De La Hire:"Le descrizioni di linee curve fatte nel piano attraverso il movimento continuo di un punto pilotato da macchine sono così soggette ad errore che basta servirsene una sola volta per restare definitivamente scoraggiati; io sono quindi convinto che per tracciare queste linee convenga cercarne - attraverso qualche procedimento semplice - un gran numero di punti: congiungendo i quali si otterrà la linea desiderata. Siccome spesso occorre soltanto un piccolo arco di tale linea, si potrà collocare in questo spazio ristretto un numero di punti così elevato da rendere trascurabile l'errore commesso congiungendoli...."

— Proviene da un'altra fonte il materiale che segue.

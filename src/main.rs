//! Flipsketch entry point
//!
//! Handles platform-specific initialization and runs the playback and draw loops.

#[cfg(target_arch = "wasm32")]
use wasm_bindgen::prelude::*;

#[cfg(target_arch = "wasm32")]
mod wasm_app {
    use std::cell::RefCell;
    use std::rc::Rc;
    use wasm_bindgen::prelude::*;
    use web_sys::{CanvasRenderingContext2d, Element, HtmlCanvasElement, HtmlElement, TouchEvent};

    use flipsketch::platform::SurfaceMetrics;
    use flipsketch::renderer::CanvasRenderer;
    use flipsketch::sim::{SketchState, TouchPhase};
    use flipsketch::{Scheduler, Settings};

    /// App instance holding all state
    struct App {
        state: SketchState,
        renderer: CanvasRenderer,
        scheduler: Scheduler,
        metrics: SurfaceMetrics,
        play_toggle: Option<HtmlElement>,
        scrubber: Option<Element>,
    }

    impl App {
        /// Reflect playback state on the toggle button
        fn sync_play_toggle(&self) {
            if let Some(toggle) = &self.play_toggle {
                let color = if self.state.timeline.is_playing() {
                    "green"
                } else {
                    "white"
                };
                let _ = toggle.style().set_property("background", color);
            }
        }

        fn playback_tick(&mut self) {
            let scrubber = self.scrubber.clone();
            self.scheduler
                .playback_tick(&mut self.state, &mut self.renderer, |offset| {
                    if let Some(el) = &scrubber {
                        el.set_scroll_left((offset.round() as i32).into());
                    }
                });
            self.sync_play_toggle();
        }

        fn draw_frame(&mut self) {
            self.scheduler.draw_frame(&mut self.state, &mut self.renderer);
        }

        fn ingest_touches(&mut self, phase: TouchPhase, event: &TouchEvent) {
            let list = event.touches();
            let points = (0..list.length())
                .filter_map(|i| list.get(i))
                .map(|t| (t.page_x() as f32, t.page_y() as f32));
            let touches = self.metrics.touches_from_page(points);
            self.state.on_touch(phase, &touches);
        }
    }

    pub fn run() {
        console_error_panic_hook::set_once();
        console_log::init_with_level(log::Level::Info).expect("Failed to init logger");

        log::info!("Flipsketch starting...");

        let window = web_sys::window().expect("no window");
        let document = window.document().expect("no document");

        let canvas: HtmlCanvasElement = document
            .query_selector("canvas")
            .ok()
            .flatten()
            .expect("no canvas")
            .dyn_into()
            .expect("not a canvas");

        // Size the canvas to the viewport minus the scrubber strip
        let (client_w, client_h) = document
            .document_element()
            .map(|el| (el.client_width() as f32, el.client_height() as f32))
            .unwrap_or((0.0, 0.0));
        let inner_w = window
            .inner_width()
            .ok()
            .and_then(|v| v.as_f64())
            .unwrap_or(0.0) as f32;
        let inner_h = window
            .inner_height()
            .ok()
            .and_then(|v| v.as_f64())
            .unwrap_or(0.0) as f32;
        let dpr = window.device_pixel_ratio() as f32;

        let metrics = SurfaceMetrics::from_viewport(client_w, client_h, inner_w, inner_h, dpr)
            .with_offset(canvas.offset_left() as f32, canvas.offset_top() as f32);
        let (width, height) = metrics.device_size();
        canvas.set_width(width);
        canvas.set_height(height);
        let style = canvas.style();
        let _ = style.set_property("width", &format!("{}px", metrics.css_size.x));
        let _ = style.set_property("height", &format!("{}px", metrics.css_size.y));

        let ctx: CanvasRenderingContext2d = canvas
            .get_context("2d")
            .ok()
            .flatten()
            .expect("no 2d context")
            .dyn_into()
            .expect("not a 2d context");

        let settings = Settings::load();
        let play_toggle: Option<HtmlElement> = document
            .query_selector(".play-toggle")
            .ok()
            .flatten()
            .and_then(|el| el.dyn_into().ok());
        let scrubber = document.query_selector(".scrubber").ok().flatten();
        if play_toggle.is_none() {
            log::warn!("No .play-toggle element, playback control disabled");
        }
        if scrubber.is_none() {
            log::warn!("No .scrubber element, scrubbing disabled");
        }

        let mut renderer = CanvasRenderer::new(ctx, width, height);
        if settings.show_frame_counter {
            if let Some(toggle) = &play_toggle {
                renderer = renderer.with_label(toggle.clone().into());
            }
        }

        let app = Rc::new(RefCell::new(App {
            state: SketchState::new(&settings, metrics.scale),
            renderer,
            scheduler: Scheduler::from_settings(&settings),
            metrics,
            play_toggle,
            scrubber,
        }));

        setup_canvas_touch(&canvas, app.clone());
        setup_scrubber(app.clone());
        setup_play_toggle(app.clone());
        start_playback_interval(app.clone());

        // Start draw loop
        request_animation_frame(app);

        log::info!("Flipsketch running!");
    }

    fn setup_canvas_touch(canvas: &HtmlCanvasElement, app: Rc<RefCell<App>>) {
        for (name, phase, prevent) in [
            ("touchstart", TouchPhase::Start, true),
            ("touchmove", TouchPhase::Move, false),
            ("touchend", TouchPhase::End, true),
        ] {
            let app = app.clone();
            let closure = Closure::<dyn FnMut(_)>::new(move |event: TouchEvent| {
                if prevent {
                    event.prevent_default();
                }
                app.borrow_mut().ingest_touches(phase, &event);
            });
            let _ = canvas.add_event_listener_with_callback(name, closure.as_ref().unchecked_ref());
            closure.forget();
        }
    }

    fn setup_scrubber(app: Rc<RefCell<App>>) {
        let Some(scrubber) = app.borrow().scrubber.clone() else {
            return;
        };

        // Track is one strip width longer than the scroll range
        let extent = app.borrow().state.timeline.scrub_extent();
        let track: Option<HtmlElement> = scrubber
            .first_element_child()
            .and_then(|el| el.dyn_into().ok());
        match track {
            Some(track) => {
                let width = extent + scrubber.client_width() as f32;
                let _ = track.style().set_property("width", &format!("{}px", width));
                log::debug!("scrubber track sized to {}px", width);
            }
            None => log::warn!("Scrubber has no track element, scroll range left as styled"),
        }

        // Touch down pauses
        {
            let app = app.clone();
            let closure = Closure::<dyn FnMut(_)>::new(move |_event: TouchEvent| {
                let mut a = app.borrow_mut();
                a.state.on_scrub_touch_start();
                a.sync_play_toggle();
            });
            let _ = scrubber
                .add_event_listener_with_callback("touchstart", closure.as_ref().unchecked_ref());
            closure.forget();
        }

        // Dragging pauses and scrubs
        {
            let app = app.clone();
            let el = scrubber.clone();
            let closure = Closure::<dyn FnMut(_)>::new(move |_event: TouchEvent| {
                let mut a = app.borrow_mut();
                a.state.on_scrub_gesture(el.scroll_left() as f32);
                a.sync_play_toggle();
            });
            let _ = scrubber
                .add_event_listener_with_callback("touchmove", closure.as_ref().unchecked_ref());
            closure.forget();
        }

        // Scroll (momentum and playback mirroring) scrubs without pausing
        {
            let el = scrubber.clone();
            let closure = Closure::<dyn FnMut(_)>::new(move |_event: web_sys::Event| {
                // Skip if the app is mid-update; the playhead already matches
                if let Ok(mut a) = app.try_borrow_mut() {
                    a.state.on_scrub_scroll(el.scroll_left() as f32);
                }
            });
            let _ = scrubber
                .add_event_listener_with_callback("scroll", closure.as_ref().unchecked_ref());
            closure.forget();
        }
    }

    fn setup_play_toggle(app: Rc<RefCell<App>>) {
        let Some(toggle) = app.borrow().play_toggle.clone() else {
            return;
        };

        let closure = Closure::<dyn FnMut(_)>::new(move |_event: web_sys::MouseEvent| {
            let mut a = app.borrow_mut();
            a.state.on_play_toggle();
            a.sync_play_toggle();
        });
        let _ = toggle.add_event_listener_with_callback("click", closure.as_ref().unchecked_ref());
        closure.forget();
    }

    fn start_playback_interval(app: Rc<RefCell<App>>) {
        let window = web_sys::window().unwrap();
        let period = app.borrow().scheduler.period_ms().round().max(1.0) as i32;
        let closure = Closure::<dyn FnMut()>::new(move || {
            app.borrow_mut().playback_tick();
        });
        if window
            .set_interval_with_callback_and_timeout_and_arguments_0(
                closure.as_ref().unchecked_ref(),
                period,
            )
            .is_err()
        {
            log::warn!("Failed to start playback interval");
        }
        closure.forget();
    }

    fn request_animation_frame(app: Rc<RefCell<App>>) {
        let window = web_sys::window().unwrap();
        let closure = Closure::once(move |_time: f64| {
            draw_loop(app);
        });
        let _ = window.request_animation_frame(closure.as_ref().unchecked_ref());
        closure.forget();
    }

    fn draw_loop(app: Rc<RefCell<App>>) {
        app.borrow_mut().draw_frame();
        request_animation_frame(app);
    }
}

#[cfg(target_arch = "wasm32")]
#[wasm_bindgen(start)]
pub fn wasm_main() {
    wasm_app::run();
}

#[cfg(not(target_arch = "wasm32"))]
fn main() {
    env_logger::init();
    log::info!("Flipsketch (native) starting...");
    log::info!("Native mode runs a scripted headless session - use `trunk serve` for the web version");

    headless_session();
}

#[cfg(target_arch = "wasm32")]
fn main() {
    // WASM entry point is wasm_main, this is just to satisfy the compiler
}

/// Drag the first subject at two points along the timeline, then play it back
#[cfg(not(target_arch = "wasm32"))]
fn headless_session() {
    use flipsketch::platform::SurfaceMetrics;
    use flipsketch::renderer::RecordingRenderer;
    use flipsketch::sim::{SketchState, TouchPhase};
    use flipsketch::{Scheduler, Settings};

    let settings = Settings::load();
    let metrics = SurfaceMetrics::from_viewport(1024.0, 868.0, 1024.0, 868.0, 1.0);
    let mut state = SketchState::new(&settings, metrics.scale);
    let mut scheduler = Scheduler::from_settings(&settings);
    let mut renderer = RecordingRenderer::default();
    let mut now = 0.0;
    let refresh_ms = 1000.0 / 60.0;

    // Frame 0: nudge subject 0 to the right
    let drag = metrics.touches_from_page([(260.0, 200.0)]);
    state.on_touch(TouchPhase::Start, &drag);
    scheduler.pump(now, &mut state, &mut renderer, |_| {});
    state.on_touch(TouchPhase::End, &[]);

    // Frame 120: pull it down
    state.on_scrub_gesture(state.timeline.scroll_offset_for(120));
    let drag = metrics.touches_from_page([(260.0, 260.0)]);
    state.on_touch(TouchPhase::Start, &drag);
    scheduler.pump(now, &mut state, &mut renderer, |_| {});
    state.on_touch(TouchPhase::End, &[]);

    // Play from the top until playback stops at the end
    state.on_scrub_gesture(0.0);
    state.on_play_toggle();
    while state.timeline.is_playing() {
        now += refresh_ms;
        scheduler.pump(now, &mut state, &mut renderer, |_| {});
    }

    for frame in [0usize, 119, 120, 240] {
        if let Some(subject) = state.frames().read(frame).and_then(|f| f.subjects.first()) {
            log::info!("frame {:>3}: subject 0 at {:?}", frame, subject.pos);
        }
    }
    println!(
        "Played to frame {} in {:.1}s (label {:?})",
        state.timeline.current_frame(),
        now / 1000.0,
        renderer.last_text().unwrap_or("-")
    );
}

La ripresa ottocentesca della teoria tridimensionale
Un ultimo gruppo di modelli illustra i teoremi di Dandelin sulle coniche (ellisse, iperbole, parabola). Si noti intanto che questo autore riprende il punto di vista dei greci: cioè ricolloca iperbole, ellisse e parabola sul cono, trovando nuovi risultati. (Nell'evoluzione del pensiero scientifico, una linea di ricerca non è mai abbandonata solo perchè ormai infruttuosa o esaurita: ci sono sempre anche ragioni "esterne" che allontanano da essa l'attenzione degli studiosi. Del resto anche prima di Dandelin lo studio delle coniche "nel cono" ha prodotto risultati nuovi: ad il teorema sul "lato retto" di J. Bernoulli (1689) al quale egli premette questa breve nota: "E' sorprendente, su un argomento così a lungo studiato dagli antichi e dai moderni, rilevare ancora qualcosa che è sfuggito alla loro attenzione, come la seguente proprietà, del tutto generale....")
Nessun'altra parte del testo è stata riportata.